THE BIRTH OF MY BOOK
This past Mother’s day, I reflected on how I never knew I’d be blessed with a child. In my past life, my identity seemed wrapped around fancy corporate titles—including VP of Marketing, Senior Competitive Marketing Analyst and Product Marketing Manager. I loved these titles! They gave me power. Respect. A highly regarded standing in a world dominated by men. I even had a Rosie the Riveter poster on my office wall with the “We can do it” tagline. In my mind, it merely represented being a woman working my way up the testosterone-laden corporate ladder.
Back then, I never dreamed of writing a novel. It simply was never a goal. Apart from over two decades of writing marketing content for the high-powered, high-tech world I lived in, one title I never considered myself was “writer.”
Later, at forty-three years of age hearing a small, sweet voice use my new identity, “Mommy,”—something pulled at my emotional heartstrings. I tried to combine my titles of VP of Marketing with President of Motherhood. To live a double life. I couldn’t do it. Sorry Rose, I’m not your superwoman.
I am a mother. A mother with a voice. A voice that needed to shout its way out onto paper. To shout its way out to the world. Listen to me, please!
I wrote a novel, not because of any desire to become an author but because I had a story to share. After twenty years working in the computer networking industry, I took advantage of the digital revolution I helped create and self-published my debut novel, MASKS OF MORALITY. A novel I plugged away at for over eight years while watching my precious child grow. While watching the world he will grow up in, spiral out of control. My “book baby” was long overdue.
I’ve come to view publishing a novel and birthing a child as having similar processes. Both are an arduous, emotional journey in which months or even years of labor and devotion culminate into the creation of something totally unique.

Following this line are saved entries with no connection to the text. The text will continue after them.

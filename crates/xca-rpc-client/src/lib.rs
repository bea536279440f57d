//! # xca-rpc-client — Typed Ethereum JSON-RPC Client
//!
//! Thin, typed access to the handful of JSON-RPC methods the watchtower
//! needs: tip headers and chain metadata for the network registry, and
//! `eth_call` / `eth_sendTransaction` / `eth_getTransactionReceipt` for the
//! on-chain ledger adapter.
//!
//! ## Retry Semantics
//!
//! Reads go through [`RpcClient::request`], which honours the configured
//! [`RetryPolicy`] on transport failures. Transaction submission uses
//! [`RpcClient::request_once`] and is never retried, since a resend can
//! produce a duplicate transaction.
//!
//! ## Signing
//!
//! The client never holds private keys. `eth_sendTransaction` asks the
//! endpoint to sign with the account named in `from`, so key custody stays
//! with the node or its signer proxy.

pub mod config;
pub mod error;
pub mod retry;
pub mod types;

pub use config::{redact_url, RpcClientConfig};
pub use error::RpcError;
pub use retry::RetryPolicy;
pub use types::{RpcBlock, RpcReceipt, TransactionRequest};

use std::sync::atomic::{AtomicU64, Ordering};
use std::sync::Arc;
use std::time::Duration;

use serde::de::DeserializeOwned;
use serde_json::{json, Value};
use url::Url;
use xca_core::{parse_u64_quantity, Bytes, B256, U256};

/// JSON-RPC client bound to one endpoint.
#[derive(Debug, Clone)]
pub struct RpcClient {
    http: reqwest::Client,
    endpoint: Url,
    label: String,
    retry: RetryPolicy,
    next_id: Arc<AtomicU64>,
}

impl RpcClient {
    /// Build a client from configuration.
    pub fn new(config: RpcClientConfig) -> Result<Self, RpcError> {
        let http = reqwest::Client::builder()
            .timeout(Duration::from_secs(config.timeout_secs))
            .build()
            .map_err(|e| RpcError::Config(e.to_string()))?;
        Ok(Self {
            http,
            endpoint: config.endpoint,
            label: config.label,
            retry: config.retry,
            next_id: Arc::new(AtomicU64::new(1)),
        })
    }

    /// The endpoint URL.
    pub fn endpoint(&self) -> &Url {
        &self.endpoint
    }

    /// The label this client logs under.
    pub fn label(&self) -> &str {
        &self.label
    }

    /// Issue an idempotent call, retrying transport failures per policy.
    pub async fn request<T: DeserializeOwned>(
        &self,
        method: &str,
        params: Value,
    ) -> Result<T, RpcError> {
        self.dispatch(method, params, self.retry).await
    }

    /// Issue a call exactly once.
    pub async fn request_once<T: DeserializeOwned>(
        &self,
        method: &str,
        params: Value,
    ) -> Result<T, RpcError> {
        self.dispatch(method, params, RetryPolicy::NONE).await
    }

    async fn dispatch<T: DeserializeOwned>(
        &self,
        method: &str,
        params: Value,
        policy: RetryPolicy,
    ) -> Result<T, RpcError> {
        let endpoint = redact_url(&self.endpoint);
        let body = json!({
            "jsonrpc": "2.0",
            "method": method,
            "params": params,
            "id": self.next_id.fetch_add(1, Ordering::Relaxed),
        });
        tracing::debug!(network = %self.label, method, "JSON-RPC request");

        let resp = retry::retry_send(policy, &self.label, || {
            self.http.post(self.endpoint.clone()).json(&body).send()
        })
        .await
        .map_err(|e| {
            if e.is_timeout() {
                RpcError::Timeout {
                    endpoint: endpoint.clone(),
                    method: method.to_string(),
                }
            } else {
                RpcError::Transport {
                    endpoint: endpoint.clone(),
                    method: method.to_string(),
                    source: e,
                }
            }
        })?;

        let status = resp.status();
        if !status.is_success() {
            let body = resp.text().await.unwrap_or_default();
            return Err(RpcError::Http {
                endpoint,
                method: method.to_string(),
                status: status.as_u16(),
                body,
            });
        }

        let envelope: Value = resp.json().await.map_err(|e| RpcError::Decode {
            endpoint: endpoint.clone(),
            method: method.to_string(),
            reason: e.to_string(),
        })?;

        if let Some(error) = envelope.get("error").filter(|e| !e.is_null()) {
            return Err(RpcError::Rpc {
                endpoint,
                method: method.to_string(),
                code: error.get("code").and_then(Value::as_i64).unwrap_or_default(),
                message: error
                    .get("message")
                    .and_then(Value::as_str)
                    .unwrap_or("unknown error")
                    .to_string(),
                data: error.get("data").and_then(|d| match d {
                    Value::Null => None,
                    Value::String(s) => Some(s.clone()),
                    other => Some(other.to_string()),
                }),
            });
        }

        let result = envelope
            .get("result")
            .cloned()
            .ok_or_else(|| RpcError::MissingResult {
                endpoint: endpoint.clone(),
                method: method.to_string(),
            })?;

        serde_json::from_value(result).map_err(|e| RpcError::Decode {
            endpoint,
            method: method.to_string(),
            reason: e.to_string(),
        })
    }

    fn decode_error(&self, method: &str, reason: impl ToString) -> RpcError {
        RpcError::Decode {
            endpoint: redact_url(&self.endpoint),
            method: method.to_string(),
            reason: reason.to_string(),
        }
    }

    // -- Typed methods ------------------------------------------------------

    /// `eth_chainId`.
    pub async fn chain_id(&self) -> Result<u64, RpcError> {
        let raw: String = self.request("eth_chainId", json!([])).await?;
        parse_u64_quantity(&raw).map_err(|e| self.decode_error("eth_chainId", e))
    }

    /// `eth_blockNumber`.
    pub async fn block_number(&self) -> Result<U256, RpcError> {
        self.request("eth_blockNumber", json!([])).await
    }

    /// `eth_gasPrice`.
    pub async fn gas_price(&self) -> Result<U256, RpcError> {
        self.request("eth_gasPrice", json!([])).await
    }

    /// `eth_getBlockByNumber("latest", false)`.
    pub async fn latest_block(&self) -> Result<RpcBlock, RpcError> {
        let block: Option<RpcBlock> = self
            .request("eth_getBlockByNumber", json!(["latest", false]))
            .await?;
        block.ok_or_else(|| RpcError::MissingResult {
            endpoint: redact_url(&self.endpoint),
            method: "eth_getBlockByNumber".to_string(),
        })
    }

    /// `eth_call` against the latest block.
    pub async fn call(&self, request: &TransactionRequest) -> Result<Bytes, RpcError> {
        self.request("eth_call", json!([request, "latest"])).await
    }

    /// `eth_sendTransaction`; returns the transaction hash.
    pub async fn send_transaction(&self, request: &TransactionRequest) -> Result<B256, RpcError> {
        self.request_once("eth_sendTransaction", json!([request]))
            .await
    }

    /// `eth_getTransactionReceipt`; `None` while the transaction is pending.
    pub async fn transaction_receipt(&self, hash: B256) -> Result<Option<RpcReceipt>, RpcError> {
        self.request("eth_getTransactionReceipt", json!([hash]))
            .await
    }
}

Just like when I was an expectant mother, becoming an author was an exercise of grueling patience, enduring stress combined with joy. In both instances, I felt something I created develop inside of me. Every book is an author’s baby. Like the genetic code of a child, no other person could create the books each author writes. The words are our world, only we can bring our books to life.
I am a writer after all—a writer at heart who fantasizes about a better world for our children. I am a ferocious reader drawn to books like ants to a picnic. I wake up in the middle of the night and have to write words down. I find myself scribbling ideas on my memo app, on napkins at restaurants, a piece of paper from my purse anywhere and everywhere I go. I have notebooks piled on my home-office floor filled with notes cover to cover. I love to write. So that makes me a writer, right?

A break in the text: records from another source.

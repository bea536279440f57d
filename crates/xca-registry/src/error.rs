//! Registry and chain-client errors.

use thiserror::Error;
use xca_core::NetworkName;

/// Errors from a [`crate::ChainClient`].
#[derive(Error, Debug, Clone, PartialEq, Eq)]
pub enum ChainError {
    /// Transport, timeout or HTTP failure.
    #[error("unreachable: {0}")]
    Unreachable(String),

    /// The endpoint answered with something that is not a usable header.
    #[error("malformed response: {0}")]
    Malformed(String),
}

impl From<xca_rpc_client::RpcError> for ChainError {
    fn from(err: xca_rpc_client::RpcError) -> Self {
        if err.is_unavailable() {
            ChainError::Unreachable(err.to_string())
        } else {
            ChainError::Malformed(err.to_string())
        }
    }
}

/// Errors from registry lookups and queries.
#[derive(Error, Debug, Clone, PartialEq, Eq)]
pub enum RegistryError {
    /// The name is not configured (or not a valid network name at all).
    #[error("unknown network \"{name}\"")]
    UnknownNetwork {
        /// The name as the caller supplied it.
        name: String,
    },

    /// The network's RPC endpoint failed to answer a query.
    #[error("RPC unavailable for {network}: {reason}")]
    RpcUnavailable {
        /// The queried network.
        network: NetworkName,
        /// Underlying failure.
        reason: String,
    },

    /// No ledger is provisioned on the network.
    #[error("no ledger provisioned on {0}")]
    NoLedger(NetworkName),

    /// The same network was registered twice.
    #[error("network {0} registered twice")]
    DuplicateNetwork(NetworkName),
}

I wrote my book from the heart and soul. It was a creation that unfolded like music, thundering into the world while taking care of my child and community around him. The emotions molding my words on paper were like feeling my baby’s movement inside my womb. I gave birth to MASKS OF MORALITY, and am “expecting” my second book baby, MONSTER BEHIND THE MASKS, to be delivered late 2018. I am pushing through this demanding process without any iconic Rose the Riveter image to spur me on. As it turns out, this wartime propaganda poster used to push unscrupulous political agenda is, in part, what I write about.
I am superwoman after all. As I gave birth to literature with a moral purpose.